There are multiple risk profiling tools available online which you can use to get your risk assessment done. Upon completion you will be put into one of the risk buckets depending on your responses to the questions (Risk Averse, Risk Neutral and Risk lover). Once you know your risk profile you can ascertain what kind of investor you are, what kind of returns you should expect from your investment portfolio and what kind of investment portfolio you should have. Investors who want no risk to principal should not invest using stocks. Stocks may have attractive long-term potential, but investors must be willing to bear fluctuations in the market. Certificates of deposit (CDs) offer comparatively lower returns, but the principal amount is guaranteed. Each investment has an appropriate level of risk that can be measured using financial statistics. Standard deviation, beta and alpha can be helpful for investors looking to measure risk and volatility of a particular investment or portfolio.

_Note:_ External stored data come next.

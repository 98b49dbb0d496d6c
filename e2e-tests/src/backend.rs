use httpmock::{Method, Mock};
use serde_json::{json, Value};

use crate::mock_server::MockServerGlobal;

pub const VERIFIED_AMOUNT: u64 = 80;
pub const BUYER: &str = "buyer123";

/// Simulated proof-of-funds backend on top of a [`MockServerGlobal`].
pub struct PofBackend {
    server: MockServerGlobal,
}

pub fn proof_body(deal_id: &str) -> Value {
    json!({
        "success": true,
        "verified_amount": VERIFIED_AMOUNT,
        "deal_info": { "amount": VERIFIED_AMOUNT, "buyer": BUYER, "deal_id": deal_id }
    })
}

pub fn job_status_body(status: &str, proof: Option<Value>) -> Value {
    let mut body = json!({
        "status": status,
        "created_at": "2024-01-01T00:00:00Z",
        "updated_at": "2024-01-01T00:00:05Z"
    });
    if let Some(proof) = proof {
        body["proof"] = proof;
    }
    body
}

impl PofBackend {
    pub async fn new() -> Self {
        Self { server: MockServerGlobal::new().await }
    }

    pub fn url(&self) -> String {
        self.server.url()
    }

    pub async fn mock_commitment(&self, bank_index: u64, amount: u64) -> Mock<'_> {
        let body = format!(r#""bank_index":{bank_index}"#);
        let ack = json!({ "bank_index": bank_index, "amount": amount, "signed_message": "0x01" });
        self.server.add_mock_on_endpoint(Method::POST, "/lb/commitment", Some(&body), None, &ack).await
    }

    pub async fn mock_sync_proof(&self, deal_id: &str) -> Mock<'_> {
        self.server.add_mock_on_endpoint(Method::POST, "/bb/proof", Some(deal_id), None, &proof_body(deal_id)).await
    }

    pub async fn mock_proof_job(&self, job_id: &str) -> Mock<'_> {
        let response = json!({ "job_id": job_id, "status": "Pending" });
        self.server.add_mock_on_endpoint(Method::POST, "/proofs/async", None, None, &response).await
    }

    pub async fn mock_job_status(&self, job_id: &str, response: &Value) -> Mock<'_> {
        let path = format!("/proofs/async/{job_id}");
        self.server.add_mock_on_endpoint(Method::GET, &path, None, None, response).await
    }

    pub async fn mock_verify(&self, deal_id: &str) -> Mock<'_> {
        let response = json!({
            "verified": true,
            "deal_info": { "amount": VERIFIED_AMOUNT, "buyer": BUYER, "deal_id": deal_id }
        });
        self.server.add_mock_on_endpoint(Method::POST, "/sb/verify", Some(deal_id), None, &response).await
    }

    /// Every call on `path` answers `status` with a plain text body.
    pub async fn mock_failure(&self, method: Method, path: &str, status: u16, message: &str) -> Mock<'_> {
        self.server
            .mock_server()
            .mock_async(|when, then| {
                when.method(method).path(path);
                then.status(status).body(message);
            })
            .await
    }
}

Benefits of risk profiling for a novice investor:
A good financial plan aligns your goals with the capacity to take investment risks and risk tolerance. As a beginner, knowing your risk profile can benefit you in multiple ways:
"Take calculated risk - calculated risk, based on investor's risk capacity and return expectations, would provide peace of mind according.
"Tapping suitable investment opportunities - get to know the right asset mix depending on your risk profile (e.g. appropriate balance of equities, bonds, derivatives, different kinds of mutual funds, etc).
"Readiness to acknowledge uncertainty of returns - investor would be aware of how to react to market ups and downs, and how best to keep emotions from getting in the way of long term wealth creation.
Risk profiling is advantageous for all investors, but beginners stand to gain the most, as it helps set the right investor expectation and gives an excellent opportunity for advisors to get a glimpse of their client's aspirations, attitude and tolerance.
3. Create investment plan: After ascertaining your risk profile, you need to create an investment plan through which the investible amount can be used to buy investment products on a regular basis, while maintaining the principle of diversification to minimise the risk incurred. For example, a younger investor below 30 can opt for a much aggressive portfolio as compared to a middle aged man who would prefer to have safety of principal amount with more investments in fixed income instruments such as fixed deposit of debt mutual funds.
4. Choose asset mix: Asset mix refers to the breakdown of the portfolio of securities into its constituents. The asset mix should be in line with the risk appetite of the investor determined during the step 2 (Know your risk profile). Asset mix should aim towards maximising the returns with the given risk taking capacity of the investor. For example a young salaried employee under the age of 30 years should aggressively invest into stocks (>30% investable income) and equity mutual funds (>50% investible income) and the remaining into liquid investments such as Fixed deposit and bank savings.
5. Choose investments: After determining the asset mix of your portfolio, the individual asset classes should be further broken into the investment avenues. Continuing the above example, now our young investor should pick the stocks for 30 % of investment into equities. For him 50 % of the investment in mutual fund would be appropriate but there are more than 2599 mutual funds schemes available in India. The investor should look at the past performance of such instruments and their beta factor which represents the stock's volatility with respect to the market changes. At the end of this step, the investor should divide his investible income into individual stocks and mutual funds that would constitute his portfolio
6. Timely review of the investment plan: Investor should review the returns obtained from each of the constituent asset class from time to time. Generally, a year's time should be given before first alteration of the investment plan. If any of the constituents are not performing up to the return expectation then that asset should be replaced after careful review. Such alterations should not be made very frequently as for some assets there may be entry or exit load which may decrease the value of portfolio.